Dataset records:
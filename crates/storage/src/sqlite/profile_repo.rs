use quiz_core::model::{Profile, UserId};

use super::{
    SqliteRepository,
    mapping::{conn, map_profile_row, ser},
};
use crate::repository::{ProfileRepository, StorageError};

#[async_trait::async_trait]
impl ProfileRepository for SqliteRepository {
    async fn upsert_profile(&self, profile: &Profile) -> Result<(), StorageError> {
        sqlx::query(
            r"
                INSERT INTO profiles (user_id, username, total_points, games_played, current_level)
                VALUES (?1, ?2, ?3, ?4, ?5)
                ON CONFLICT(user_id) DO UPDATE SET
                    username = excluded.username,
                    total_points = excluded.total_points,
                    games_played = excluded.games_played,
                    current_level = excluded.current_level
            ",
        )
        .bind(profile.user_id().to_string())
        .bind(profile.username())
        .bind(i64::try_from(profile.total_points()).map_err(ser)?)
        .bind(i64::from(profile.games_played()))
        .bind(i64::from(profile.current_level()))
        .execute(&self.pool)
        .await
        .map_err(conn)?;

        Ok(())
    }

    async fn get_profile(&self, user_id: UserId) -> Result<Profile, StorageError> {
        let row = sqlx::query(
            r"
                SELECT user_id, username, total_points, games_played
                FROM profiles
                WHERE user_id = ?1
            ",
        )
        .bind(user_id.to_string())
        .fetch_optional(&self.pool)
        .await
        .map_err(conn)?
        .ok_or(StorageError::NotFound)?;

        map_profile_row(&row)
    }
}
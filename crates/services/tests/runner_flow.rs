use std::time::Duration;

use quiz_core::model::{
    CategoryId, Difficulty, Question, QuestionDraft, QuestionId, Submission, UserId,
};
use quiz_core::time::fixed_clock;
use serde_json::json;
use services::sessions::spawn_session;
use services::{QuizSession, RunnerError, SessionError, SessionEvent, SessionPhase};
use tokio::sync::mpsc;
use uuid::Uuid;

const TICK: Duration = Duration::from_secs(1);

fn true_false(id: u64, time_limit: u32) -> Question {
    QuestionDraft {
        id: QuestionId::new(id),
        prompt: format!("Statement {id}"),
        question_type: "true_false".into(),
        category_id: CategoryId::new(1),
        difficulty: Difficulty::Easy,
        options: None,
        correct_answer: json!(true),
        explanation: String::new(),
        time_limit: Some(time_limit),
        points: Some(10),
        image_url: None,
    }
    .validate()
    .unwrap()
}

fn session(questions: Vec<Question>) -> QuizSession {
    QuizSession::new(UserId::new(Uuid::new_v4()), questions, fixed_clock()).unwrap()
}

fn drain(rx: &mut mpsc::UnboundedReceiver<SessionEvent>) -> Vec<SessionEvent> {
    let mut out = Vec::new();
    while let Ok(event) = rx.try_recv() {
        out.push(event);
    }
    out
}

#[tokio::test(start_paused = true)]
async fn unanswered_questions_time_out() {
    let (events_tx, mut events_rx) = mpsc::unbounded_channel();
    let (handle, task) = spawn_session(
        session(vec![true_false(1, 3), true_false(2, 3)]),
        TICK,
        events_tx,
    );

    let finished = task.await.unwrap();
    drop(handle);

    assert_eq!(finished.phase(), SessionPhase::Completed);
    for answer in finished.answers() {
        let answer = answer.as_ref().unwrap();
        assert_eq!(answer.submission(), &Submission::Unanswered);
        assert!(!answer.is_correct());
        assert_eq!(answer.time_taken(), 3);
    }
    assert_eq!(finished.result().unwrap().score(), 0);

    let events = drain(&mut events_rx);
    let ticks = events
        .iter()
        .filter(|e| matches!(e, SessionEvent::Tick { .. }))
        .count();
    let timeouts = events
        .iter()
        .filter(|e| matches!(e, SessionEvent::TimedOut(_)))
        .count();
    assert_eq!(ticks, 4);
    assert_eq!(timeouts, 2);
    assert!(matches!(events.last(), Some(SessionEvent::Completed(_))));
}

#[tokio::test(start_paused = true)]
async fn answers_through_handle_complete_session() {
    let (events_tx, mut events_rx) = mpsc::unbounded_channel();
    let (handle, task) = spawn_session(
        session(vec![true_false(1, 30), true_false(2, 30)]),
        TICK,
        events_tx,
    );

    tokio::time::sleep(Duration::from_millis(4_500)).await;
    let snapshot = handle.snapshot().await.unwrap();
    assert_eq!(snapshot.current_slot, Some(0));
    assert_eq!(snapshot.remaining_secs, Some(26));

    let first = handle.submit(0, Submission::Bool(true)).await.unwrap();
    assert!(first.answer.is_correct());
    assert_eq!(first.answer.time_taken(), 4);

    let dup = handle.submit(0, Submission::Bool(false)).await.unwrap_err();
    assert!(matches!(
        dup,
        RunnerError::Session(SessionError::AlreadyAnswered { slot: 0 })
    ));

    let last = handle.submit(1, Submission::Bool(false)).await.unwrap();
    assert!(last.is_complete);

    let finished = task.await.unwrap();
    assert_eq!(finished.result().unwrap().correct_answers(), 1);
    assert_eq!(finished.result().unwrap().score(), 50);

    assert!(matches!(
        handle.submit(1, Submission::Bool(true)).await,
        Err(RunnerError::Closed)
    ));

    let events = drain(&mut events_rx);
    assert!(matches!(
        events.first(),
        Some(SessionEvent::QuestionStarted { slot: 0, .. })
    ));
    assert!(events.contains(&SessionEvent::QuestionStarted {
        slot: 1,
        question_id: QuestionId::new(2),
        time_limit: 30,
    }));
}

#[tokio::test(start_paused = true)]
async fn late_answer_after_timeout_is_rejected() {
    let (events_tx, _events_rx) = mpsc::unbounded_channel();
    let (handle, task) = spawn_session(
        session(vec![true_false(1, 3), true_false(2, 30)]),
        TICK,
        events_tx,
    );

    tokio::time::sleep(Duration::from_millis(3_500)).await;
    let err = handle.submit(0, Submission::Bool(true)).await.unwrap_err();
    assert!(matches!(
        err,
        RunnerError::Session(SessionError::AlreadyAnswered { slot: 0 })
    ));

    handle.submit(1, Submission::Bool(true)).await.unwrap();
    let finished = task.await.unwrap();
    let first = finished.answers()[0].as_ref().unwrap();
    assert_eq!(first.submission(), &Submission::Unanswered);
    assert_eq!(finished.result().unwrap().correct_answers(), 1);
}

#[tokio::test(start_paused = true)]
async fn dropping_every_handle_abandons() {
    let (events_tx, mut events_rx) = mpsc::unbounded_channel();
    let (handle, task) = spawn_session(session(vec![true_false(1, 30)]), TICK, events_tx);

    drop(handle);
    let finished = task.await.unwrap();

    assert_eq!(finished.phase(), SessionPhase::Abandoned);
    assert!(finished.result().is_none());
    assert!(drain(&mut events_rx).contains(&SessionEvent::Abandoned));
}

#[tokio::test(start_paused = true)]
async fn explicit_abandon_stops_runner() {
    let (events_tx, _events_rx) = mpsc::unbounded_channel();
    let (handle, task) = spawn_session(
        session(vec![true_false(1, 30), true_false(2, 30)]),
        TICK,
        events_tx,
    );

    handle.submit(0, Submission::Bool(true)).await.unwrap();
    handle.abandon().await.unwrap();
    let finished = task.await.unwrap();

    assert_eq!(finished.phase(), SessionPhase::Abandoned);
    assert_eq!(finished.answered_count(), 1);
    assert!(matches!(handle.snapshot().await, Err(RunnerError::Closed)));
}
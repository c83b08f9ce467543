use std::collections::HashMap;
use std::sync::{Arc, Mutex, MutexGuard};

use quiz_core::model::{Profile, UserId};
use storage::repository::{ProfileRepository, StorageError};
use tracing::debug;

/// Read-through cache over the profile repository.
///
/// Entries are dropped explicitly with [`ProfileCache::invalidate`] after a
/// write, never by age. A read that was in flight across an invalidation
/// returns its value but does not fill the cache.
pub struct ProfileCache {
    repo: Arc<dyn ProfileRepository>,
    state: Mutex<CacheState>,
}

#[derive(Default)]
struct CacheState {
    entries: HashMap<UserId, Profile>,
    // Bumped per user by `invalidate`, globally by `clear`.
    generations: HashMap<UserId, u64>,
    epoch: u64,
}

impl CacheState {
    fn stamp(&self, user_id: UserId) -> (u64, u64) {
        let generation = self.generations.get(&user_id).copied().unwrap_or(0);
        (self.epoch, generation)
    }
}

impl ProfileCache {
    #[must_use]
    pub fn new(repo: Arc<dyn ProfileRepository>) -> Self {
        Self {
            repo,
            state: Mutex::new(CacheState::default()),
        }
    }

    /// Fetch a profile, hitting the repository only on a miss.
    ///
    /// # Errors
    ///
    /// Returns `StorageError::NotFound` for unknown players, or other storage
    /// errors. Failures are not cached.
    pub async fn get(&self, user_id: UserId) -> Result<Profile, StorageError> {
        let stamp = {
            let state = self.lock()?;
            if let Some(profile) = state.entries.get(&user_id) {
                debug!(%user_id, "profile cache hit");
                return Ok(profile.clone());
            }
            state.stamp(user_id)
        };

        let profile = self.repo.get_profile(user_id).await?;

        let mut state = self.lock()?;
        if state.stamp(user_id) == stamp {
            state.entries.insert(user_id, profile.clone());
        } else {
            debug!(%user_id, "profile invalidated during read, not caching");
        }
        Ok(profile)
    }

    /// Returns true when an entry was removed.
    pub fn invalidate(&self, user_id: UserId) -> bool {
        let mut state = self.lock_recovering();
        *state.generations.entry(user_id).or_insert(0) += 1;
        state.entries.remove(&user_id).is_some()
    }

    pub fn clear(&self) {
        let mut state = self.lock_recovering();
        state.epoch += 1;
        state.entries.clear();
        state.generations.clear();
    }

    #[must_use]
    pub fn contains(&self, user_id: UserId) -> bool {
        self.state
            .lock()
            .is_ok_and(|state| state.entries.contains_key(&user_id))
    }

    fn lock(&self) -> Result<MutexGuard<'_, CacheState>, StorageError> {
        self.state
            .lock()
            .map_err(|e| StorageError::Connection(e.to_string()))
    }

    fn lock_recovering(&self) -> MutexGuard<'_, CacheState> {
        self.state
            .lock()
            .unwrap_or_else(std::sync::PoisonError::into_inner)
    }
}

#[cfg(test)]
mod tests {
    use super::*;
    use async_trait::async_trait;
    use quiz_core::model::ProfileDelta;
    use std::sync::atomic::{AtomicBool, AtomicUsize, Ordering};
    use storage::repository::InMemoryRepository;
    use tokio::sync::Notify;
    use uuid::Uuid;

    struct CountingProfiles {
        inner: InMemoryRepository,
        reads: AtomicUsize,
    }

    #[async_trait]
    impl ProfileRepository for CountingProfiles {
        async fn upsert_profile(&self, profile: &Profile) -> Result<(), StorageError> {
            self.inner.upsert_profile(profile).await
        }

        async fn get_profile(&self, user_id: UserId) -> Result<Profile, StorageError> {
            self.reads.fetch_add(1, Ordering::SeqCst);
            self.inner.get_profile(user_id).await
        }
    }

    /// Holds the first read after it has fetched, until released.
    struct GatedProfiles {
        inner: InMemoryRepository,
        gate: AtomicBool,
        fetched: Notify,
        release: Notify,
    }

    impl GatedProfiles {
        fn new(inner: InMemoryRepository) -> Self {
            Self {
                inner,
                gate: AtomicBool::new(true),
                fetched: Notify::new(),
                release: Notify::new(),
            }
        }
    }

    #[async_trait]
    impl ProfileRepository for GatedProfiles {
        async fn upsert_profile(&self, profile: &Profile) -> Result<(), StorageError> {
            self.inner.upsert_profile(profile).await
        }

        async fn get_profile(&self, user_id: UserId) -> Result<Profile, StorageError> {
            let profile = self.inner.get_profile(user_id).await;
            if self.gate.swap(false, Ordering::SeqCst) {
                self.fetched.notify_one();
                self.release.notified().await;
            }
            profile
        }
    }

    async fn stale_read_setup() -> (Arc<GatedProfiles>, Arc<ProfileCache>, UserId, Profile) {
        let repo = Arc::new(GatedProfiles::new(InMemoryRepository::new()));
        let user = UserId::new(Uuid::new_v4());
        let fresh = Profile::new(user, "sari").unwrap();
        repo.upsert_profile(&fresh).await.unwrap();
        let cache = Arc::new(ProfileCache::new(repo.clone()));
        let updated = fresh.apply(ProfileDelta {
            points: 50,
            games_played: 1,
        });
        (repo, cache, user, updated)
    }

    #[tokio::test]
    async fn read_racing_invalidate_does_not_refill_cache() {
        let (repo, cache, user, updated) = stale_read_setup().await;

        let reader = tokio::spawn({
            let cache = cache.clone();
            async move { cache.get(user).await }
        });
        repo.fetched.notified().await;

        repo.upsert_profile(&updated).await.unwrap();
        assert!(!cache.invalidate(user));
        repo.release.notify_one();

        let stale = reader.await.unwrap().unwrap();
        assert_eq!(stale.total_points(), 0);
        assert!(!cache.contains(user));

        let current = cache.get(user).await.unwrap();
        assert_eq!(current.total_points(), 50);
        assert!(cache.contains(user));
    }

    #[tokio::test]
    async fn read_racing_clear_does_not_refill_cache() {
        let (repo, cache, user, updated) = stale_read_setup().await;

        let reader = tokio::spawn({
            let cache = cache.clone();
            async move { cache.get(user).await }
        });
        repo.fetched.notified().await;

        repo.upsert_profile(&updated).await.unwrap();
        cache.clear();
        repo.release.notify_one();

        reader.await.unwrap().unwrap();
        assert!(!cache.contains(user));
        assert_eq!(cache.get(user).await.unwrap().total_points(), 50);
    }

    #[tokio::test]
    async fn clear_drops_every_entry() {
        let repo = InMemoryRepository::new();
        let first = UserId::new(Uuid::new_v4());
        let second = UserId::new(Uuid::new_v4());
        for (user, name) in [(first, "ayu"), (second, "bayu")] {
            repo.upsert_profile(&Profile::new(user, name).unwrap())
                .await
                .unwrap();
        }

        let cache = ProfileCache::new(Arc::new(repo));
        cache.get(first).await.unwrap();
        cache.get(second).await.unwrap();
        assert!(cache.contains(first) && cache.contains(second));

        cache.clear();
        assert!(!cache.contains(first));
        assert!(!cache.contains(second));
        cache.get(first).await.unwrap();
        assert!(cache.contains(first));
    }

    #[tokio::test]
    async fn second_read_is_served_from_cache() {
        let repo = Arc::new(CountingProfiles {
            inner: InMemoryRepository::new(),
            reads: AtomicUsize::new(0),
        });
        let user = UserId::new(Uuid::new_v4());
        repo.upsert_profile(&Profile::new(user, "dewi").unwrap())
            .await
            .unwrap();

        let cache = ProfileCache::new(repo.clone());
        cache.get(user).await.unwrap();
        cache.get(user).await.unwrap();
        assert_eq!(repo.reads.load(Ordering::SeqCst), 1);
        assert!(cache.contains(user));

        assert!(cache.invalidate(user));
        assert!(!cache.invalidate(user));
        cache.get(user).await.unwrap();
        assert_eq!(repo.reads.load(Ordering::SeqCst), 2);
    }

    #[tokio::test]
    async fn misses_are_not_cached() {
        let cache = ProfileCache::new(Arc::new(InMemoryRepository::new()));
        let user = UserId::new(Uuid::new_v4());
        assert!(matches!(cache.get(user).await, Err(StorageError::NotFound)));
        assert!(!cache.contains(user));
    }
}
mod answer;
mod ids;
mod profile;
mod question;
mod result;
mod settings;

pub use ids::{CategoryId, ParseIdError, QuestionId, SessionId, UserId};

pub use answer::{Answer, Submission, SubmissionError};
pub use profile::{POINTS_PER_LEVEL, Profile, ProfileDelta, ProfileError, level_for_points};
pub use question::{
    AnswerKey, DEFAULT_POINTS, DEFAULT_TIME_LIMIT_SECS, Difficulty, Question, QuestionDraft,
    QuestionError, QuestionType,
};
pub use result::{AnswerRecord, PerformanceBand, QuizResult, ResultError, score_percent};
pub use settings::{QuizSettings, SettingsError};
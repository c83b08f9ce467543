use quiz_core::model::{Question, QuestionId};

use super::{
    SqliteRepository,
    mapping::{conn, id_i64, map_question_row, ser},
};
use crate::repository::{CandidateFilter, QuestionRepository, StorageError};

const QUESTION_COLUMNS: &str = r"
    id, prompt, question_type, category_id, difficulty, options,
    correct_answer, explanation, time_limit, points, image_url
";

#[async_trait::async_trait]
impl QuestionRepository for SqliteRepository {
    async fn upsert_question(&self, question: &Question) -> Result<(), StorageError> {
        let options = if question.options().is_empty() {
            None
        } else {
            Some(serde_json::to_string(question.options()).map_err(ser)?)
        };

        sqlx::query(
            r"
                INSERT INTO questions (
                    id, prompt, question_type, category_id, difficulty, options,
                    correct_answer, explanation, time_limit, points, image_url
                )
                VALUES (?1, ?2, ?3, ?4, ?5, ?6, ?7, ?8, ?9, ?10, ?11)
                ON CONFLICT(id) DO UPDATE SET
                    prompt = excluded.prompt,
                    question_type = excluded.question_type,
                    category_id = excluded.category_id,
                    difficulty = excluded.difficulty,
                    options = excluded.options,
                    correct_answer = excluded.correct_answer,
                    explanation = excluded.explanation,
                    time_limit = excluded.time_limit,
                    points = excluded.points,
                    image_url = excluded.image_url
            ",
        )
        .bind(id_i64("question_id", question.id().value())?)
        .bind(question.prompt())
        .bind(question.question_type().as_str())
        .bind(id_i64("category_id", question.category_id().value())?)
        .bind(question.difficulty().as_str())
        .bind(options)
        .bind(question.key().correct_json().to_string())
        .bind(question.explanation())
        .bind(i64::from(question.time_limit()))
        .bind(i64::from(question.points()))
        .bind(question.image().map(ToString::to_string))
        .execute(&self.pool)
        .await
        .map_err(conn)?;

        Ok(())
    }

    async fn get_question(&self, id: QuestionId) -> Result<Question, StorageError> {
        let sql = format!("SELECT {QUESTION_COLUMNS} FROM questions WHERE id = ?1");
        let row = sqlx::query(&sql)
            .bind(id_i64("question_id", id.value())?)
            .fetch_optional(&self.pool)
            .await
            .map_err(conn)?
            .ok_or(StorageError::NotFound)?;

        map_question_row(&row)
    }

    async fn fetch_candidates(
        &self,
        filter: &CandidateFilter,
    ) -> Result<Vec<Question>, StorageError> {
        let mut sql = format!("SELECT {QUESTION_COLUMNS} FROM questions WHERE 1 = 1");

        let mut bind_index = 1;
        if filter.category.is_some() {
            sql.push_str(" AND category_id = ?");
            sql.push_str(&bind_index.to_string());
            bind_index += 1;
        }
        if filter.difficulty.is_some() {
            sql.push_str(" AND difficulty = ?");
            sql.push_str(&bind_index.to_string());
            bind_index += 1;
        }
        if !filter.exclude_ids.is_empty() {
            sql.push_str(" AND id NOT IN (");
            for i in 0..filter.exclude_ids.len() {
                if i > 0 {
                    sql.push_str(", ");
                }
                sql.push('?');
                sql.push_str(&bind_index.to_string());
                bind_index += 1;
            }
            sql.push(')');
        }

        let mut query = sqlx::query(&sql);
        if let Some(category) = filter.category {
            query = query.bind(id_i64("category_id", category.value())?);
        }
        if let Some(difficulty) = filter.difficulty {
            query = query.bind(difficulty.as_str());
        }
        for id in &filter.exclude_ids {
            query = query.bind(id_i64("question_id", id.value())?);
        }

        let rows = query.fetch_all(&self.pool).await.map_err(conn)?;

        let mut out = Vec::with_capacity(rows.len());
        for row in rows {
            out.push(map_question_row(&row)?);
        }
        Ok(out)
    }
}
//! Shared error types for the services crate.

use thiserror::Error;

use quiz_core::model::{QuestionId, ResultError, SubmissionError};
use storage::repository::StorageError;

/// Errors emitted by session building, the session state machine, and the
/// quiz loop.
#[derive(Debug, Error)]
#[non_exhaustive]
pub enum SessionError {
    #[error("no questions available for session")]
    NoQuestionsAvailable,
    #[error("requested question count must be greater than zero")]
    InvalidQuestionCount,
    #[error("slot {slot} already answered")]
    AlreadyAnswered { slot: usize },
    #[error("slot {slot} is not the active question")]
    SlotNotActive { slot: usize },
    #[error("session already completed")]
    SessionAlreadyCompleted,
    #[error("session was abandoned")]
    Abandoned,
    #[error("session is not completed yet")]
    NotCompleted,
    #[error(transparent)]
    Result(#[from] ResultError),
    #[error(transparent)]
    Storage(#[from] StorageError),
    #[error("result not saved after {attempts} attempt(s): {source}")]
    Persist {
        attempts: u32,
        #[source]
        source: StorageError,
    },
}

/// Errors emitted by `AnswerCheckService`.
#[derive(Debug, Error)]
#[non_exhaustive]
pub enum AnswerCheckError {
    #[error("question {0} not found")]
    QuestionNotFound(QuestionId),
    #[error(transparent)]
    Submission(#[from] SubmissionError),
    #[error(transparent)]
    Storage(#[from] StorageError),
}

/// Errors surfaced through a `SessionHandle`.
#[derive(Debug, Error)]
#[non_exhaustive]
pub enum RunnerError {
    #[error("session runner has stopped")]
    Closed,
    #[error(transparent)]
    Session(#[from] SessionError),
}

_YOUR GOAL:_
Please report, as a bare number, how many lines of the data contain the word "load".

_EXERCISE SOLUTION:_
2